The riots were widely discussed over the next few months across the town. The situation was repeatedly debated by the Town Council, with a loss of confidence motion being passed against the pier directors and excessive use of force by police being hotly debated. Isaac Phillips was sentenced to three months hard labour for assaulting a police officer and threatening several others with an axe, while drunk. The judgement had a blatant conflict of interest as one of the magistrates was director of the pier company and the other was a shareholder, but the Home Office declined to intervene. Prosecutions of alleged instigators Barnard Charles Miller, Manoah Jepps and several others began at the Police Court but charges were withdrawn. According to the company accounts, the damage to the pier was upwards of £500. An investigation by the Watch Committee concluded that the police had shown "patient endurance for a considerable time" but the violence against bystanders that had offered no resistance was not justified.

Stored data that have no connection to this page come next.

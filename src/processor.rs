/*
 * Copyright (c) 2021. Aberic - All Rights Reserved.
 *
 * Licensed under the Apache License, Version 2.0 (the "License");
 * you may not use this file except in compliance with the License.
 * You may obtain a copy of the License at
 * http://www.apache.org/licenses/LICENSE-2.0
 * Unless required by applicable law or agreed to in writing, software
 * distributed under the License is distributed on an "AS IS" BASIS,
 * WITHOUT WARRANTIES OR CONDITIONS OF ANY KIND, either express or implied.
 * See the License for the specific language governing permissions and
 * limitations under the License.
 */

//! Drives a single request end to end: parse, route, invoke, serialize,
//! falling back to a per-status-code error handler table when routing
//! fails before a handler is ever reached.

use std::collections::BTreeMap;
use std::sync::{Arc, Mutex};

use crate::demux::demultiplexer::Callback;
use crate::demux::{Demultiplexer, RouteOutcome};
use crate::device::Connection;
use crate::http::method::Method;
use crate::http::request::Request;
use crate::http::response::Response;
use crate::http::version::Version;
use crate::utils::errors::{Errs, StarryResult};

/// Why no registered handler was invoked, resolved to the status code an
/// error handler (or the built-in fallback) should answer with.
enum Outcome {
    BadRequest,
    UnsupportedMediaType,
    NotFound,
    MethodNotAllowed(Vec<Method>),
    NotAcceptable,
    ExpectationFailed,
    VersionNotSupported,
}

impl Outcome {
    fn status_code(&self) -> u16 {
        match self {
            Outcome::BadRequest => 400,
            Outcome::UnsupportedMediaType => 415,
            Outcome::NotFound => 404,
            Outcome::MethodNotAllowed(_) => 405,
            Outcome::NotAcceptable => 406,
            Outcome::ExpectationFailed => 417,
            Outcome::VersionNotSupported => 505,
        }
    }

    fn default_response(&self) -> Response {
        match self {
            Outcome::BadRequest => Response::bad_request(),
            Outcome::UnsupportedMediaType => Response::unsupported_media_type(),
            Outcome::NotFound => Response::not_found(),
            Outcome::MethodNotAllowed(methods) => {
                let names: Vec<&str> = methods.iter().map(Method::as_str).collect();
                Response::method_not_allowed(&names)
            }
            Outcome::NotAcceptable => Response::not_acceptable(),
            Outcome::ExpectationFailed => Response::expectation_failed(),
            Outcome::VersionNotSupported => Response::http_version_not_supported(),
        }
    }
}

impl From<RouteOutcome> for Outcome {
    fn from(route: RouteOutcome) -> Outcome {
        match route {
            RouteOutcome::Matched(_) => unreachable!("a matched route is handled before conversion"),
            RouteOutcome::InvalidContentType => Outcome::UnsupportedMediaType,
            RouteOutcome::NotFound => Outcome::NotFound,
            RouteOutcome::MethodNotAllowed(methods) => Outcome::MethodNotAllowed(methods),
            RouteOutcome::NotAcceptable => Outcome::NotAcceptable,
        }
    }
}

/// Returned by [`Processor::set_error_handler`]. Dropping it removes the
/// handler for that status code.
pub struct ErrorHandle {
    table: Arc<Mutex<BTreeMap<u16, Callback>>>,
    code: u16,
}

impl Drop for ErrorHandle {
    fn drop(&mut self) {
        self.table.lock().expect("error handler table poisoned").remove(&self.code);
    }
}

/// End-to-end driver over a [`Demultiplexer`]: parses one request off a
/// device, routes it, invokes the matching handler or an error handler,
/// and serializes the response back to the device.
#[derive(Clone)]
pub struct Processor {
    demux: Demultiplexer,
    error_handlers: Arc<Mutex<BTreeMap<u16, Callback>>>,
    connection_timeout: u64,
}

impl Processor {
    pub fn new(demux: Demultiplexer) -> Processor {
        Processor { demux, error_handlers: Arc::new(Mutex::new(BTreeMap::new())), connection_timeout: 60 }
    }

    pub fn demultiplexer(&self) -> &Demultiplexer {
        &self.demux
    }

    /// Seconds a socket lingers after a response on a connection that is
    /// not being kept alive.
    pub fn set_connection_timeout(&mut self, seconds: u64) -> &mut Processor {
        self.connection_timeout = seconds;
        self
    }

    /// Registers a callback invoked instead of the built-in response for
    /// `code`. At most one handler per code; returns an error if one is
    /// already registered.
    pub fn set_error_handler(&self, code: u16, callback: Callback) -> StarryResult<ErrorHandle> {
        let mut table = self.error_handlers.lock().expect("error handler table poisoned");
        if table.contains_key(&code) {
            return Err(Errs::str("an error handler is already registered for this status code"));
        }
        table.insert(code, callback);
        Ok(ErrorHandle { table: self.error_handlers.clone(), code })
    }

    /// Drives one request to completion. Returns `true` if a response
    /// (or a clean EOF with nothing to respond to) was handled, `false`
    /// only when the device itself failed during I/O.
    pub fn handle_one_request(&self, device: &mut dyn Connection) -> bool {
        let mut request = match Request::parse(device) {
            Ok(request) => request,
            Err(e) => {
                log::warn!("failed to parse request: {}", e);
                return self.respond(device, &None, Outcome::BadRequest);
            }
        };

        let outcome = self.route(&request);
        let keep_alive = request.keeps_connection();
        let sent = match outcome {
            Ok(RouteOutcome::Matched(holder)) => {
                if let Err(e) = request.fetch_content(device) {
                    log::warn!("failed to fetch request content: {}", e);
                    self.respond(device, &Some(request), Outcome::BadRequest)
                } else {
                    let mut response = Response::new(request.version().clone());
                    crate::demux::demultiplexer::with_invocation_guard(|| {
                        holder.call(&request, &mut response);
                    });
                    write_response(device, &response)
                }
            }
            Ok(_unreachable) => unreachable!("route() never returns a non-Matched Ok"),
            Err(reason) => self.respond(device, &Some(request), reason),
        };

        if sent && !keep_alive {
            device.set_lingering_timeout(self.connection_timeout);
            device.close();
        }
        sent
    }

    /// Resolves version/Expect preconditions, then falls through to the
    /// demultiplexer. `Ok` only ever carries `RouteOutcome::Matched`.
    fn route(&self, request: &Request) -> Result<RouteOutcome, Outcome> {
        if !request.version().is_supported() {
            return Err(Outcome::VersionNotSupported);
        }
        if request.expects_unsupported() {
            return Err(Outcome::ExpectationFailed);
        }
        match self.demux.determine_request_handler(request) {
            RouteOutcome::Matched(holder) => Ok(RouteOutcome::Matched(holder)),
            other => Err(other.into()),
        }
    }

    fn respond(&self, device: &mut dyn Connection, request: &Option<Request>, reason: Outcome) -> bool {
        let mut response = reason.default_response();
        let table = self.error_handlers.lock().expect("error handler table poisoned");
        if let Some(callback) = table.get(&reason.status_code()) {
            let callback = callback.clone();
            drop(table);
            let placeholder;
            let req_ref = match request {
                Some(r) => r,
                None => {
                    placeholder = Request::placeholder(Version::default());
                    &placeholder
                }
            };
            callback(req_ref, &mut response);
        }
        write_response(device, &response)
    }
}

fn write_response(device: &mut dyn Connection, response: &Response) -> bool {
    match response.write_to(device) {
        Ok(()) => true,
        Err(e) => {
            log::error!("failed to write response: {}", e);
            false
        }
    }
}

#[cfg(test)]
mod processor_test {
    use std::sync::Arc;

    use super::*;
    use crate::device::MockDevice;
    use crate::http::method::Method;

    fn processor() -> Processor {
        Processor::new(Demultiplexer::new())
    }

    #[test]
    fn serves_a_matched_handler() {
        let p = processor();
        let ct = p.demultiplexer().registry().parse("*/*");
        let at = p.demultiplexer().registry().parse("text/plain");
        let _h = p
            .demultiplexer()
            .connect("/", Method::GET, ct, at, Arc::new(|_req, resp| {
                resp.body(b"hi".to_vec());
            }))
            .unwrap();

        let mut dev = MockDevice::new(b"GET / HTTP/1.1\r\nAccept: text/plain\r\n\r\n");
        assert!(p.handle_one_request(&mut dev));
        let text = String::from_utf8(dev.output).unwrap();
        assert!(text.starts_with("HTTP/1.1 200"));
        assert!(text.ends_with("hi"));
    }

    #[test]
    fn unknown_path_yields_404() {
        let p = processor();
        let mut dev = MockDevice::new(b"GET /nope HTTP/1.1\r\n\r\n");
        assert!(p.handle_one_request(&mut dev));
        let text = String::from_utf8(dev.output).unwrap();
        assert!(text.starts_with("HTTP/1.1 404"));
    }

    #[test]
    fn malformed_request_yields_400() {
        let p = processor();
        let mut dev = MockDevice::new(b"PATCH / HTTP/1.1\r\n\r\n");
        assert!(p.handle_one_request(&mut dev));
        let text = String::from_utf8(dev.output).unwrap();
        assert!(text.starts_with("HTTP/1.1 400"));
    }

    #[test]
    fn unsupported_version_yields_505() {
        let p = processor();
        let mut dev = MockDevice::new(b"GET / HTTP/2.0\r\n\r\n");
        assert!(p.handle_one_request(&mut dev));
        let text = String::from_utf8(dev.output).unwrap();
        assert!(text.starts_with("HTTP/1.1 505"));
    }

    #[test]
    fn unsupported_expect_yields_417() {
        let p = processor();
        let ct = p.demultiplexer().registry().parse("*/*");
        let at = p.demultiplexer().registry().parse("text/plain");
        let _h = p.demultiplexer().connect("/", Method::GET, ct, at, Arc::new(|_, _| {})).unwrap();

        let mut dev = MockDevice::new(b"GET / HTTP/1.1\r\nExpect: gzip-first\r\n\r\n");
        assert!(p.handle_one_request(&mut dev));
        let text = String::from_utf8(dev.output).unwrap();
        assert!(text.starts_with("HTTP/1.1 417"));
    }

    #[test]
    fn custom_error_handler_overrides_built_in_body() {
        let p = processor();
        let _h = p
            .set_error_handler(404, Arc::new(|_req, resp| {
                resp.body(b"nothing here".to_vec());
            }))
            .unwrap();

        let mut dev = MockDevice::new(b"GET / HTTP/1.1\r\n\r\n");
        assert!(p.handle_one_request(&mut dev));
        let text = String::from_utf8(dev.output).unwrap();
        assert!(text.starts_with("HTTP/1.1 404"));
        assert!(text.ends_with("nothing here"));
    }

    #[test]
    fn method_not_allowed_carries_allow_header() {
        let p = processor();
        let ct = p.demultiplexer().registry().parse("*/*");
        let at = p.demultiplexer().registry().parse("text/plain");
        let _h = p.demultiplexer().connect("/", Method::GET, ct, at, Arc::new(|_, _| {})).unwrap();

        let mut dev = MockDevice::new(b"PUT / HTTP/1.1\r\nContent-Length: 0\r\n\r\n");
        assert!(p.handle_one_request(&mut dev));
        let text = String::from_utf8(dev.output).unwrap();
        assert!(text.starts_with("HTTP/1.1 405"));
        assert!(text.contains("Allow: GET\r\n"));
    }
}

The plans to block access to be beach were eventually abandoned. John Field describes the battle as a conflict between the local bourgeoisie of Southsea and the working people of industrial Portsmouth, which ended in a compromise of the privately owned pier being extended without blocking public access to the beach.

The battle was immortalized in a mural by the artist E. Dugan (one source says William Henry Dugan) which is now on display at the Portsmouth Museum and Art Gallery.

The Assembly Rooms were destroyed during the Blitz of World War 2.

The 150th anniversary of the battle was commemorated by re-enactments, a documentary and memorial plaques by local artist Pete Codling.